Army & Navy: Mechanics’ War

3 minute read
TIME

Starchy Alfred Robinson glancy, former vice president of General Motors Corp., long bemoaned Franklin Roosevelt and his New Deal Government. Last week Glancy had a new and important job—under Franklin Roosevelt—running the automotive combat division of Army Ordnance in Detroit.

Scheduled to become a brigadier general Glancy will direct the “design, procurement, supply and maintenance of all Army vehicles and tanks.” His first act on hitting Detroit was to take over the second highest building in town for a prospective staff of more than 2,500, for he has a terrific job ahead of him.

For a bitterly long time the Army has lost skirmishes in the spare parts and maintenance war. In the same war Field Marshal Rommel has often won victories in the desert by patching up busted tanks and planes, while the British, brave fighters but indifferent to machinery, won defeats.
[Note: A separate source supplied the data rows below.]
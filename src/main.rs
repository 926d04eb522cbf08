use anyhow::{Context, Result};
use clap::{Parser, Subcommand};
use std::path::PathBuf;
use std::process::ExitCode;

use elemental::action;
use elemental::config::{ConfigData, RunConfig};
use elemental::logging;
use elemental::types::{
    DiskLayout, ElementalPartitions, Firmware, ImageSource, MountMode, PartTable,
};

#[derive(Parser)]
#[command(name = "elemental", about = "Immutable OS lifecycle management")]
struct Cli {
    /// Additional configuration file, merged last.
    #[arg(long, global = true)]
    config: Option<PathBuf>,
    /// Verbose logging.
    #[arg(long, global = true)]
    debug: bool,
    #[command(subcommand)]
    command: Commands,
}

#[derive(Subcommand)]
enum Commands {
    /// Install the system on a target device
    Install {
        /// Target device, e.g. /dev/sda
        device: String,
        /// Container image to install
        #[arg(long = "docker-image")]
        docker_image: Option<String>,
        /// Image source URI (oci://, dir://, file://, channel://)
        #[arg(long = "system.uri")]
        system_uri: Option<String>,
        /// Partition layout file
        #[arg(long = "partition-layout")]
        partition_layout: Option<PathBuf>,
        /// Force a GPT partition table
        #[arg(long = "force-gpt")]
        force_gpt: bool,
        /// Force an EFI installation
        #[arg(long = "force-efi")]
        force_efi: bool,
        /// Cloud-init configuration files copied to the OEM partition
        #[arg(long = "cloud-init")]
        cloud_init: Vec<String>,
        /// Skip image signature verification
        #[arg(long = "no-verify")]
        no_verify: bool,
        /// Do not register an EFI boot entry
        #[arg(long = "disable-boot-entry")]
        disable_boot_entry: bool,
        #[arg(long)]
        reboot: bool,
        #[arg(long)]
        poweroff: bool,
        #[arg(long = "eject-cd")]
        eject_cd: bool,
    },
    /// Upgrade the system to a new image
    Upgrade {
        /// Upgrade the recovery image only
        #[arg(long)]
        recovery: bool,
        /// Image source URI
        #[arg(long = "system.uri")]
        system_uri: Option<String>,
        /// Container image to upgrade to
        #[arg(long = "docker-image")]
        docker_image: Option<String>,
        /// Refresh the bootloader from the new image
        #[arg(long)]
        bootloader: bool,
        /// Skip image signature verification
        #[arg(long = "no-verify")]
        no_verify: bool,
        /// Upgrade even if the previous upgrade was assessed as failed
        #[arg(long)]
        force: bool,
        #[arg(long)]
        reboot: bool,
        #[arg(long)]
        poweroff: bool,
    },
    /// Reset the system from recovery
    Reset {
        /// Also format the persistent partition
        #[arg(long = "reset-persistent")]
        reset_persistent: bool,
        /// Also format the OEM partition
        #[arg(long = "reset-oem")]
        reset_oem: bool,
        /// Image source URI
        #[arg(long = "system.uri")]
        system_uri: Option<String>,
        #[arg(long)]
        reboot: bool,
        #[arg(long)]
        poweroff: bool,
    },
    /// Compose the writable system at boot (initramfs stage)
    Mount {
        /// Deployment to mount: active, passive or recovery
        #[arg(long)]
        mode: Option<String>,
        /// Target root directory
        #[arg(long)]
        sysroot: Option<PathBuf>,
        /// Write the resulting /etc/fstab
        #[arg(long = "write-fstab")]
        write_fstab: bool,
        /// Relabel the composed tree for SELinux
        #[arg(long = "selinux-relabel")]
        selinux_relabel: bool,
    },
}

fn main() -> ExitCode {
    let cli = Cli::parse();
    logging::init(cli.debug);
    match run(cli) {
        Ok(()) => ExitCode::SUCCESS,
        Err(e) => {
            tracing::error!("{:#}", e);
            ExitCode::FAILURE
        }
    }
}

fn run(cli: Cli) -> Result<()> {
    let mut data = ConfigData::load(cli.config.as_deref())?;

    match cli.command {
        Commands::Install {
            device,
            docker_image,
            system_uri,
            partition_layout,
            force_gpt,
            force_efi,
            cloud_init,
            no_verify,
            disable_boot_entry,
            reboot,
            poweroff,
            eject_cd,
        } => {
            data.reboot |= reboot;
            data.poweroff |= poweroff;
            data.eject_cd |= eject_cd;
            if no_verify {
                data.verify = false;
            }
            let mut spec = data.install.clone();
            spec.target = device;
            if let Some(image) = docker_image {
                spec.system = ImageSource::Oci(image);
            }
            if let Some(uri) = system_uri {
                spec.system = ImageSource::from_uri(&uri)?;
            }
            if let Some(layout) = partition_layout {
                let content = std::fs::read_to_string(&layout)
                    .with_context(|| format!("cannot read layout file {}", layout.display()))?;
                let layout: DiskLayout =
                    serde_yaml::from_str(&content).context("invalid partition layout file")?;
                spec.partitions = layout.partitions;
                spec.extra_partitions = layout.extra_partitions;
            }
            if spec.partitions.state.is_none() {
                spec.partitions = ElementalPartitions::default_layout();
            }
            spec.partitions.normalize();
            spec.cloud_init.extend(cloud_init);
            spec.disable_boot_entry |= disable_boot_entry;
            spec.firmware = if force_efi {
                if Firmware::detect() == Firmware::Bios {
                    tracing::warn!(
                        "forcing an EFI install on a BIOS booted host, the \
                         resulting system may not be bootable"
                    );
                }
                Firmware::Efi
            } else {
                Firmware::detect()
            };
            spec.part_table = if force_gpt || spec.firmware == Firmware::Efi {
                PartTable::Gpt
            } else {
                PartTable::Msdos
            };
            let run_config = RunConfig::new(&data)?;
            action::run_install(&run_config, &mut spec)
        }
        Commands::Upgrade {
            recovery,
            system_uri,
            docker_image,
            bootloader,
            no_verify,
            force,
            reboot,
            poweroff,
        } => {
            data.reboot |= reboot;
            data.poweroff |= poweroff;
            if no_verify {
                data.verify = false;
            }
            let mut spec = data.upgrade.clone();
            spec.recovery_upgrade |= recovery;
            spec.bootloader_upgrade |= bootloader;
            spec.force |= force;
            if let Some(image) = docker_image {
                spec.system = ImageSource::Oci(image);
            }
            if let Some(uri) = system_uri {
                spec.system = ImageSource::from_uri(&uri)?;
            }
            if recovery && spec.recovery_system.source.is_empty() {
                spec.recovery_system.source = spec.system.clone();
            }
            let run_config = RunConfig::new(&data)?;
            action::run_upgrade(&run_config, &mut spec)
        }
        Commands::Reset {
            reset_persistent,
            reset_oem,
            system_uri,
            reboot,
            poweroff,
        } => {
            data.reboot |= reboot;
            data.poweroff |= poweroff;
            let mut spec = data.reset.clone();
            spec.format_persistent |= reset_persistent;
            spec.format_oem |= reset_oem;
            if let Some(uri) = system_uri {
                spec.system = ImageSource::from_uri(&uri)?;
            }
            let run_config = RunConfig::new(&data)?;
            action::run_reset(&run_config, &mut spec)
        }
        Commands::Mount {
            mode,
            sysroot,
            write_fstab,
            selinux_relabel,
        } => {
            let mut spec = data.mount.clone();
            if let Some(mode) = mode {
                spec.mode = mode.parse::<MountMode>()?;
            }
            if let Some(sysroot) = sysroot {
                spec.sysroot = sysroot;
            }
            spec.write_fstab |= write_fstab;
            spec.selinux_relabel |= selinux_relabel;
            let run_config = RunConfig::new(&data)?;
            action::run_mount(&run_config.config, &mut spec)
        }
    }
}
Under the tents that serve as machine shops in the desert the U.S. means to win victories, but first it has a big job to do.
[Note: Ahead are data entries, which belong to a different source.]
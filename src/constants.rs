//! Well-known labels, paths and defaults shared across the engine.
//!
//! Everything the initramfs stage, the bootloader and the deployment engine
//! agree on lives here: partition labels, image file names, sentinel paths
//! and hook names.

/// Filesystem label of the EFI system partition.
pub const EFI_LABEL: &str = "COS_GRUB";
/// Filesystem label of the active deployment image.
pub const ACTIVE_LABEL: &str = "COS_ACTIVE";
/// Filesystem label of the passive (fallback) deployment image.
pub const PASSIVE_LABEL: &str = "COS_PASSIVE";
/// Filesystem label of non-squashfs recovery images.
pub const SYSTEM_LABEL: &str = "COS_SYSTEM";
pub const RECOVERY_LABEL: &str = "COS_RECOVERY";
pub const STATE_LABEL: &str = "COS_STATE";
pub const PERSISTENT_LABEL: &str = "COS_PERSISTENT";
pub const OEM_LABEL: &str = "COS_OEM";

// Partition names are stable lookup keys, independent of filesystem labels.
pub const BIOS_PART_NAME: &str = "p.bios";
pub const BOOT_PART_NAME: &str = "p.grub";
pub const OEM_PART_NAME: &str = "p.oem";
pub const RECOVERY_PART_NAME: &str = "p.recovery";
pub const STATE_PART_NAME: &str = "p.state";
pub const PERSISTENT_PART_NAME: &str = "p.persistent";

// Default partition sizes in MiB. A size of zero grows to fill the disk.
pub const EFI_SIZE: u32 = 64;
pub const OEM_SIZE: u32 = 64;
pub const STATE_SIZE: u32 = 15360;
pub const RECOVERY_SIZE: u32 = 8192;
pub const PERSISTENT_SIZE: u32 = 0;
pub const BIOS_SIZE: u32 = 1;
/// Default size of deployment images in MiB.
pub const IMG_SIZE: u32 = 3072;
/// Minimum size accounted for a grow-to-fill partition when checking disks.
pub const MIN_PART_SIZE: u32 = 64;

// Runtime mountpoints used while an action is in flight.
pub const RECOVERY_DIR: &str = "/run/cos/recovery";
pub const STATE_DIR: &str = "/run/cos/state";
pub const OEM_DIR: &str = "/run/cos/oem";
pub const PERSISTENT_DIR: &str = "/run/cos/persistent";
pub const EFI_DIR: &str = "/run/cos/efi";
/// Mountpoint of the state partition in a running system.
pub const RUNNING_STATE_DIR: &str = "/run/initramfs/cos-state";
/// Legacy mountpoint probed when the primary state dir has no state file.
pub const LEGACY_STATE_DIR: &str = "/run/initramfs/isoscan";
/// Workdir where in-progress snapshots are populated.
pub const WORKING_IMG_DIR: &str = "/run/elemental/workingtree";
/// Root of the ephemeral overlay assembled at boot.
pub const OVERLAY_DIR: &str = "/run/elemental/overlay";

// Snapshotter storage layout on the state partition.
pub const IMAGES_SUBDIR: &str = "cOS";
pub const ACTIVE_IMG_FILE: &str = "active.img";
pub const PASSIVE_IMG_FILE: &str = "passive.img";
pub const TRANSITION_IMG_FILE: &str = "transition.img";
pub const RECOVERY_IMG_FILE: &str = "recovery.img";
pub const RECOVERY_SQUASH_FILE: &str = "recovery.squashfs";
pub const TRANSITION_SQUASH_FILE: &str = "transition.squashfs";

/// Name of the state file persisted on both STATE and RECOVERY.
pub const INSTALL_STATE_FILE: &str = "state.yaml";
/// First line of every generated state file.
pub const INSTALL_STATE_HEADER: &str =
    "# Autogenerated file by elemental client, do not edit";

// Bootloader environment.
pub const GRUB_OEM_ENV: &str = "grub_oem_env";
pub const GRUB_DEF_ENTRY: &str = "cOS";
pub const GRUB_ENV_DEFAULT_ENTRY: &str = "default_menu_entry";
pub const GRUB_ENV_PASSIVE_SNAPS: &str = "passive_snapshots";
pub const GRUB_ENV_FALLBACK: &str = "fallback";
pub const GRUB_ENV_SNAPSHOTTER: &str = "snapshotter";
/// Grub configuration shipped inside the system image.
pub const GRUB_CONF_PATH: &str = "etc/cos/grub.cfg";

// Boot assessment contract with the initramfs stage.
pub const GRUB_CUSTOM_FILE: &str = "grubcustom";
pub const BOOT_ASSESSMENT_FILE: &str = "grub_boot_assessment";
pub const BOOT_ASSESSMENT_CMDLINE: &str = "rd.emergency=reboot rd.shell=0 panic=5";
pub const UPGRADE_FAILURE_SENTINEL: &str = "/run/cos/upgrade_failure";

// Sentinels written by the initramfs module; read to detect the boot mode.
pub const ACTIVE_MODE_SENTINELS: &[&str] =
    &["/run/cos/active_mode", "/run/elemental/active_mode"];
pub const PASSIVE_MODE_SENTINELS: &[&str] =
    &["/run/cos/passive_mode", "/run/elemental/passive_mode"];
pub const RECOVERY_MODE_SENTINELS: &[&str] =
    &["/run/cos/recovery_mode", "/run/elemental/recovery_mode"];
/// Directory where this engine drops its own runtime sentinels.
pub const RUN_ELEMENTAL_DIR: &str = "/run/elemental";

// Cloud-init hook names invoked at fixed points of each action.
pub const BEFORE_INSTALL_HOOK: &str = "before-install";
pub const AFTER_INSTALL_CHROOT_HOOK: &str = "after-install-chroot";
pub const AFTER_INSTALL_HOOK: &str = "after-install";
pub const BEFORE_UPGRADE_HOOK: &str = "before-upgrade";
pub const AFTER_UPGRADE_CHROOT_HOOK: &str = "after-upgrade-chroot";
pub const AFTER_UPGRADE_HOOK: &str = "after-upgrade";
pub const BEFORE_RESET_HOOK: &str = "before-reset";
pub const AFTER_RESET_CHROOT_HOOK: &str = "after-reset-chroot";
pub const AFTER_RESET_HOOK: &str = "after-reset";

/// Binary executing cloud-init stages inside the target system.
pub const CLOUD_INIT_BINARY: &str = "/usr/bin/cos-setup";

// Configuration discovery.
pub const SYSTEM_CONFIG_FILE: &str = "/etc/elemental/config.yaml";
pub const OEM_CONFIG_DIR: &str = "/oem";
/// Prefix of environment variables overriding configuration keys.
pub const ENV_PREFIX: &str = "ELEMENTAL_";

/// Snapper configuration templates probed when managing btrfs snapshots.
pub const SNAPPER_TEMPLATE_PATHS: &[&str] = &[
    "/etc/snapper/config-templates/default",
    "/usr/share/snapper/config-templates/default",
];

/// Default number of retained snapshots.
pub const MAX_SNAPS: u32 = 4;
/// HTTP timeout in seconds for remote file sources.
pub const HTTP_TIMEOUT_SECS: u32 = 60;
/// Attempts for transient failures (registry pulls, HTTP fetches).
pub const TRANSIENT_RETRIES: u32 = 3;

/// Script installed to eject the install media on shutdown.
pub const EJECT_SCRIPT: &str = "#!/bin/sh\n/usr/bin/eject -rmF";

/// Directories scanned for cloud-init snippets, in order.
pub fn cloud_init_paths() -> Vec<String> {
    vec![
        "/system/oem".to_string(),
        "/oem/".to_string(),
        "/usr/local/cloud-config/".to_string(),
    ]
}

/// Default mksquashfs options. The bcj filter follows the target arch for
/// best compression results.
pub fn squashfs_compression_options(arch: &str) -> Vec<String> {
    let filter = if arch == "aarch64" { "arm" } else { "x86" };
    ["-b", "1024k", "-comp", "xz", "-Xbcj", filter]
        .iter()
        .map(|s| s.to_string())
        .collect()
}

/// mksquashfs options when compression is disabled.
pub fn squashfs_no_compression_options() -> Vec<String> {
    ["-no-compression"].iter().map(|s| s.to_string()).collect()
}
U.S. equipment sent overseas has sometimes been damaged in transit due to faulty packing, lost through inefficient storage, or has sat useless for lack of simple parts like spark plugs or coils. Where parts have been ordered they have often served no good end: there is no sense ordering as many spare truck cabs as spare fan belts—one seldom requires replacement, the other frequently does.

To solve this stuttering maintenance the Army needed an Army man with industry know-how. Glancy’s knockabout experience had included engineering in Cuba, managing an iron foundry, a tractor and auto company, and generally trouble shooting for General Motors.

When glancy returned to Detroit, he found the auto industry already teaching Army men to maintain the tanks and other weapons they produce. He found G.M. going farther: sending factory engineer observers to fronts overseas. These observers have the job of reporting why equipment fails in service, when & why the service is inadequate—putting war-materiel servicing on the same efficient basis that automobile servicing has long been in the U.S.

Observers will soon wear special uniforms and have a status similar to war correspondents—so that they can get around and won’t be shot if captured. G.M. would not let the Army make officer specialists of its men because giving its men commissions would enmesh them in military red tape.

Approved last week by the Senate Military Affairs Committee was a bill speeding up the period of officer training at West Point from four years to three. First effect: to give 450 first classmen commissions in January instead of next June.